Environmental changes trigger cellular responses, but also impose selective pressures on the underlying regulatory systems. To disentangle this complex interplay we follow a synthetic biology approach. By linking the output of regulatory systems to bacterial growth, quantified temporally variable selective pressures can be applied to regulatory systems. This approach allows one to explore how networks evolve in complex variable environments. Epistatic interactions that underlie evolutionary constraint have mainly been studied for constant external conditions. However, environmental changes may modulate epistasis and hence affect genetic constraints. We investigate genetic constraints in the adaptive evolution of a novel regulatory function in variable environments, using the lac repressor, LacI, as a model system.
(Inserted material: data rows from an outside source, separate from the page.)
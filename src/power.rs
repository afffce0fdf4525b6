//! Power block effects, fired when a power block is broken by the player.

use crate::grid::{Block, BlockType};
use crate::shape::FallingShape;

/// Tuning for the area effects.
#[derive(Debug, Clone, Copy, PartialEq)]
pub struct PowerTuning {
    /// Chebyshev radius of a bomb, inclusive.
    pub bomb_radius: i32,
    /// Seconds of freeze.
    pub freeze_duration: f32,
}

impl Default for PowerTuning {
    fn default() -> Self {
        Self {
            bomb_radius: 5,
            freeze_duration: 10.0,
        }
    }
}

/// Cells an effect wipes out.
#[derive(Debug, Clone, Copy, PartialEq, Eq)]
pub enum Blast {
    Square { col: i32, row: i32, radius: i32 },
    Row(i32),
    Column(i32),
}

impl Blast {
    pub fn hits(&self, col: i32, row: i32) -> bool {
        match *self {
            Self::Square { col: c, row: r, radius } => {
                (col - c).abs() <= radius && (row - r).abs() <= radius
            }
            Self::Row(r) => row == r,
            Self::Column(c) => col == c,
        }
    }
}

/// What a triggered power did.
#[derive(Debug, Clone, Copy, PartialEq, Eq, Default)]
pub struct PowerOutcome {
    pub blocks_removed: usize,
    pub shape_cells_removed: usize,
    pub froze: bool,
}

/// Remove every block and falling shape cell the blast covers. Emptied shapes are dropped.
pub fn detonate(blast: Blast, blocks: &mut Vec<Block>, shapes: &mut Vec<FallingShape>) -> PowerOutcome {
    let before = blocks.len();
    blocks.retain(|b| !blast.hits(b.col, b.row));
    let mut cells = 0;
    for shape in shapes.iter_mut() {
        cells += shape.remove_cells_where(|c, r| blast.hits(c, r));
    }
    shapes.retain(|s| !s.is_empty());
    PowerOutcome {
        blocks_removed: before - blocks.len(),
        shape_cells_removed: cells,
        froze: false,
    }
}

/// Fire the effect of a broken block at `(col, row)`. Normal blocks do nothing.
pub fn apply_power(
    kind: BlockType,
    col: i32,
    row: i32,
    blocks: &mut Vec<Block>,
    shapes: &mut Vec<FallingShape>,
    freeze_timer: &mut f32,
    tuning: PowerTuning,
) -> PowerOutcome {
    let blast = match kind {
        BlockType::Normal => return PowerOutcome::default(),
        BlockType::Freeze => {
            *freeze_timer = tuning.freeze_duration;
            log::info!("freeze for {:.1}s", tuning.freeze_duration);
            return PowerOutcome {
                froze: true,
                ..PowerOutcome::default()
            };
        }
        BlockType::Bomb => Blast::Square {
            col,
            row,
            radius: tuning.bomb_radius,
        },
        BlockType::LaserH => Blast::Row(row),
        BlockType::LaserV => Blast::Column(col),
    };
    let out = detonate(blast, blocks, shapes);
    log::info!(
        "{} at ({}, {}): {} blocks, {} falling cells",
        kind,
        col,
        row,
        out.blocks_removed,
        out.shape_cells_removed
    );
    out
}
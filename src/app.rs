//! App: terminal init, main loop, held-key tracking and the per-frame tick.

use crate::breaker::{BreakIntents, Direction};
use crate::highscores::HighScores;
use crate::input::{key_to_action, Action};
use crate::player::{MoveIntents, Player};
use crate::sim::Simulation;
use crate::theme::Theme;
use crate::ui::{RowClearFx, View};
use crate::GameConfig;
use anyhow::Result;
use crossterm::event::{self, Event, KeyEvent, KeyEventKind};
use ratatui::DefaultTerminal;
use std::collections::HashMap;
use std::time::{Duration, Instant};

/// Without release events a key counts as held this long after its last press or repeat.
const HOLD_WINDOW: Duration = Duration::from_millis(120);
/// Target frame time (~60 FPS).
const FRAME: Duration = Duration::from_millis(16);

#[derive(Debug, Clone, Copy, PartialEq, Eq)]
pub enum Screen {
    Playing,
    GameOver,
}

/// Keys currently held down.
///
/// Terminals that report key releases end a hold on release. Others only send presses and
/// auto-repeats, so a hold lapses after [`HOLD_WINDOW`] of silence.
#[derive(Debug, Default)]
pub struct HeldKeys {
    last_seen: HashMap<Action, Instant>,
    releases_reported: bool,
}

impl HeldKeys {
    pub fn press(&mut self, action: Action, now: Instant) {
        if action.is_held() {
            self.last_seen.insert(action, now);
        }
    }

    pub fn release(&mut self, action: Action) {
        self.releases_reported = true;
        self.last_seen.remove(&action);
    }

    pub fn clear(&mut self) {
        self.last_seen.clear();
    }

    pub fn is_down(&self, action: Action, now: Instant) -> bool {
        self.last_seen.get(&action).is_some_and(|&t| {
            self.releases_reported || now.saturating_duration_since(t) <= HOLD_WINDOW
        })
    }

    pub fn move_intents(&self, now: Instant) -> MoveIntents {
        MoveIntents {
            left: self.is_down(Action::WalkLeft, now),
            right: self.is_down(Action::WalkRight, now),
            jump: self.is_down(Action::Jump, now),
        }
    }

    pub fn break_intents(&self, now: Instant) -> BreakIntents {
        BreakIntents {
            left: self.is_down(Action::Break(Direction::Left), now),
            right: self.is_down(Action::Break(Direction::Right), now),
            up: self.is_down(Action::Break(Direction::Up), now),
            down: self.is_down(Action::Break(Direction::Down), now),
        }
    }
}

pub struct App {
    config: GameConfig,
    theme: Theme,
    sim: Simulation,
    player: Player,
    screen: Screen,
    paused: bool,
    held: HeldKeys,
    high_scores: HighScores,
    last_rank: Option<usize>,
    last_frame: Instant,
    row_fx: RowClearFx,
}

impl App {
    pub fn new(config: GameConfig, theme: Theme) -> Self {
        let sim = Simulation::new(&config);
        let player = Player::new(sim.dims());
        Self {
            config,
            theme,
            sim,
            player,
            screen: Screen::Playing,
            paused: false,
            held: HeldKeys::default(),
            high_scores: HighScores::new(),
            last_rank: None,
            last_frame: Instant::now(),
            row_fx: RowClearFx::default(),
        }
    }

    fn restart(&mut self) {
        self.sim.reset();
        self.player = Player::new(self.sim.dims());
        self.screen = Screen::Playing;
        self.paused = false;
        self.held.clear();
        self.last_rank = None;
        self.last_frame = Instant::now();
        self.row_fx.clear();
    }

    /// Player first, then the simulation sees the new footprint.
    fn tick(&mut self, dt: f32, now: Instant) {
        let moves = self.held.move_intents(now);
        let breaks = self.held.break_intents(now);
        self.player.step(dt, moves, self.sim.blocks());

        let snap = self.sim.advance(dt, breaks, self.player.footprint());
        let game_over = snap.game_over;
        let elapsed = snap.elapsed;
        if !snap.cleared_rows.is_empty() {
            self.row_fx.start(snap.cleared_rows);
        }

        if game_over {
            self.screen = Screen::GameOver;
            self.held.clear();
            self.last_rank = self.high_scores.record(elapsed);
        }
    }

    /// Handle one key; returns `false` when the app should exit.
    fn handle_key(&mut self, key: KeyEvent, now: Instant) -> bool {
        let action = key_to_action(key);
        match key.kind {
            KeyEventKind::Release => {
                self.held.release(action);
                return true;
            }
            KeyEventKind::Repeat => {
                self.held.press(action, now);
                return true;
            }
            KeyEventKind::Press => {}
        }

        match (self.screen, action) {
            (_, Action::Quit) => return false,
            (Screen::Playing, Action::Pause) => {
                self.paused = !self.paused;
                self.held.clear();
                // Time spent paused is not fed to the simulation.
                self.last_frame = now;
            }
            (Screen::GameOver, Action::Restart) => self.restart(),
            (Screen::Playing, a) if !self.paused => self.held.press(a, now),
            _ => {}
        }
        true
    }

    pub fn run(&mut self) -> Result<()> {
        use crossterm::{
            event::{KeyboardEnhancementFlags, PopKeyboardEnhancementFlags, PushKeyboardEnhancementFlags},
            execute,
            terminal::{disable_raw_mode, enable_raw_mode, EnterAlternateScreen, LeaveAlternateScreen},
        };

        enable_raw_mode()?;
        let mut stdout = std::io::stdout();
        execute!(stdout, EnterAlternateScreen)?;
        // Release events where the terminal supports them; the hold window covers the rest.
        let _ = execute!(
            stdout,
            PushKeyboardEnhancementFlags(KeyboardEnhancementFlags::REPORT_EVENT_TYPES)
        );

        let mut terminal = DefaultTerminal::new(ratatui::backend::CrosstermBackend::new(stdout))?;
        log::info!(
            "starting {}x{} game, seed {:?}",
            self.config.cols,
            self.config.rows,
            self.config.seed
        );
        let result = self.run_loop(&mut terminal);

        let _ = execute!(std::io::stdout(), PopKeyboardEnhancementFlags);
        execute!(std::io::stdout(), LeaveAlternateScreen)?;
        disable_raw_mode()?;

        result
    }

    fn run_loop(&mut self, terminal: &mut DefaultTerminal) -> Result<()> {
        self.last_frame = Instant::now();
        loop {
            let now = Instant::now();
            self.row_fx.finish_if_done();
            let view = View {
                screen: self.screen,
                paused: self.paused,
                player: self.player.footprint(),
                theme: &self.theme,
                dims: self.sim.dims(),
                freeze_duration: self.config.freeze_duration,
                break_cooldown: self.config.break_cooldown,
                high_scores: &self.high_scores,
                last_rank: self.last_rank,
            };
            let snap = self.sim.snapshot();
            let row_fx = &mut self.row_fx;
            terminal.draw(|f| crate::ui::draw(f, &view, &snap, row_fx, now))?;

            let timeout = FRAME.saturating_sub(now.elapsed());
            if event::poll(timeout)? {
                while event::poll(Duration::ZERO)? {
                    if let Event::Key(key) = event::read()? {
                        if !self.handle_key(key, Instant::now()) {
                            return Ok(());
                        }
                    }
                }
            }

            let now = Instant::now();
            let dt = now.saturating_duration_since(self.last_frame).as_secs_f32();
            self.last_frame = now;
            if self.screen == Screen::Playing && !self.paused {
                self.tick(dt.min(self.config.max_dt), now);
            }
        }
    }
}
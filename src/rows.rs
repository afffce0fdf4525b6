//! Full-row clearing and compaction.

use crate::grid::{Block, GridDims, Occupancy};

/// Remove every full row and drop the blocks above each cleared row to close the gap.
///
/// Shifts are counted against the pre-removal row indices in one pass. Returns the cleared
/// rows in ascending order.
pub fn clear_full_rows(blocks: &mut Vec<Block>, dims: GridDims) -> Vec<i32> {
    if blocks.is_empty() {
        return Vec::new();
    }
    let occ = Occupancy::build(blocks, dims);
    let full: Vec<i32> = (0..dims.rows).filter(|&r| occ.is_row_full(r)).collect();
    if full.is_empty() {
        return full;
    }

    blocks.retain(|b| full.binary_search(&b.row).is_err());
    for b in blocks.iter_mut() {
        let shift = full.iter().filter(|&&r| r > b.row).count() as i32;
        b.row += shift;
    }
    log::debug!("cleared rows {:?}", full);
    full
}
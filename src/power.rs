//! Low-power sleep and the sensor alert line.

use core::sync::atomic::{AtomicBool, Ordering};

use num_enum::{IntoPrimitive, TryFromPrimitive};

/// Sleep lengths supported by the watchdog based sleep of the platform
#[derive(Debug, Clone, Copy, PartialEq, Eq, IntoPrimitive, TryFromPrimitive)]
#[repr(u8)]
#[cfg_attr(feature = "defmt", derive(defmt::Format))]
pub enum SleepDuration {
    Ms15 = 0,
    Ms30 = 1,
    Ms60 = 2,
    Ms120 = 3,
    Ms250 = 4,
    Ms500 = 5,
    S1 = 6,
    S2 = 7,
    S4 = 8,
    S8 = 9,
    /// Until an interrupt or the radio timer wakes the device
    Forever = 10,
}

impl SleepDuration {
    pub const fn as_millis(self) -> Option<u32> {
        match self {
            SleepDuration::Ms15 => Some(15),
            SleepDuration::Ms30 => Some(30),
            SleepDuration::Ms60 => Some(60),
            SleepDuration::Ms120 => Some(120),
            SleepDuration::Ms250 => Some(250),
            SleepDuration::Ms500 => Some(500),
            SleepDuration::S1 => Some(1000),
            SleepDuration::S2 => Some(2000),
            SleepDuration::S4 => Some(4000),
            SleepDuration::S8 => Some(8000),
            SleepDuration::Forever => None,
        }
    }
}

/// Platform sleep and battery measurement
pub trait Power {
    /// Sleeps for `duration` or until the sensor alert or the radio timer
    /// wakes the device, whichever comes first.
    fn sleep(&mut self, duration: SleepDuration);

    fn battery_millivolts(&mut self) -> u32;
}

/// Single-shot flag between the sensor alert interrupt and the main loop.
///
/// The interrupt handler calls [`AlertFlag::on_interrupt`]; it only records
/// the event when the flag was armed and disarms it, so at most one event is
/// recorded until the main loop re-arms.
///
/// ```ignore
/// static ALERT: AlertFlag = AlertFlag::new();
///
/// #[interrupt]
/// fn EXTI0() {
///     ALERT.on_interrupt();
/// }
/// ```
#[derive(Debug, Default)]
pub struct AlertFlag {
    armed: AtomicBool,
    fired: AtomicBool,
}

impl AlertFlag {
    pub const fn new() -> Self {
        Self {
            armed: AtomicBool::new(false),
            fired: AtomicBool::new(false),
        }
    }

    pub fn arm(&self) {
        self.armed.store(true, Ordering::Release);
    }

    pub fn disarm(&self) {
        self.armed.store(false, Ordering::Release);
    }

    pub fn is_armed(&self) -> bool {
        self.armed.load(Ordering::Acquire)
    }

    /// Called from the interrupt handler.
    pub fn on_interrupt(&self) {
        if self.armed.load(Ordering::Acquire) {
            self.armed.store(false, Ordering::Release);
            self.fired.store(true, Ordering::Release);
        }
    }

    pub fn is_pending(&self) -> bool {
        self.fired.load(Ordering::Acquire)
    }

    /// Consumes a recorded event.
    pub fn take(&self) -> bool {
        let fired = self.fired.load(Ordering::Acquire);
        if fired {
            self.fired.store(false, Ordering::Release);
        }
        fired
    }
}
We systematically reconstructed mutational trajectories from wild type LacI to three different variants that each exhibit an inverse response to the inducing ligand IPTG, and analyzed the higher-order interactions between genetic and environmental changes. We find epistasis to depend strongly on the environment. As a result, mutational steps essential to inversion but inaccessible by positive selection in one environment, become accessible in another. We present a graphical method to analyze the observed complex higher-order interactions between multiple mutations and environmental change, and show how they can be explained by a combination of mutational effects on allostery and thermodynamic stability. This dependency of genetic constraint on the environment should fundamentally affect evolutionary dynamics and phylogenetic analysis.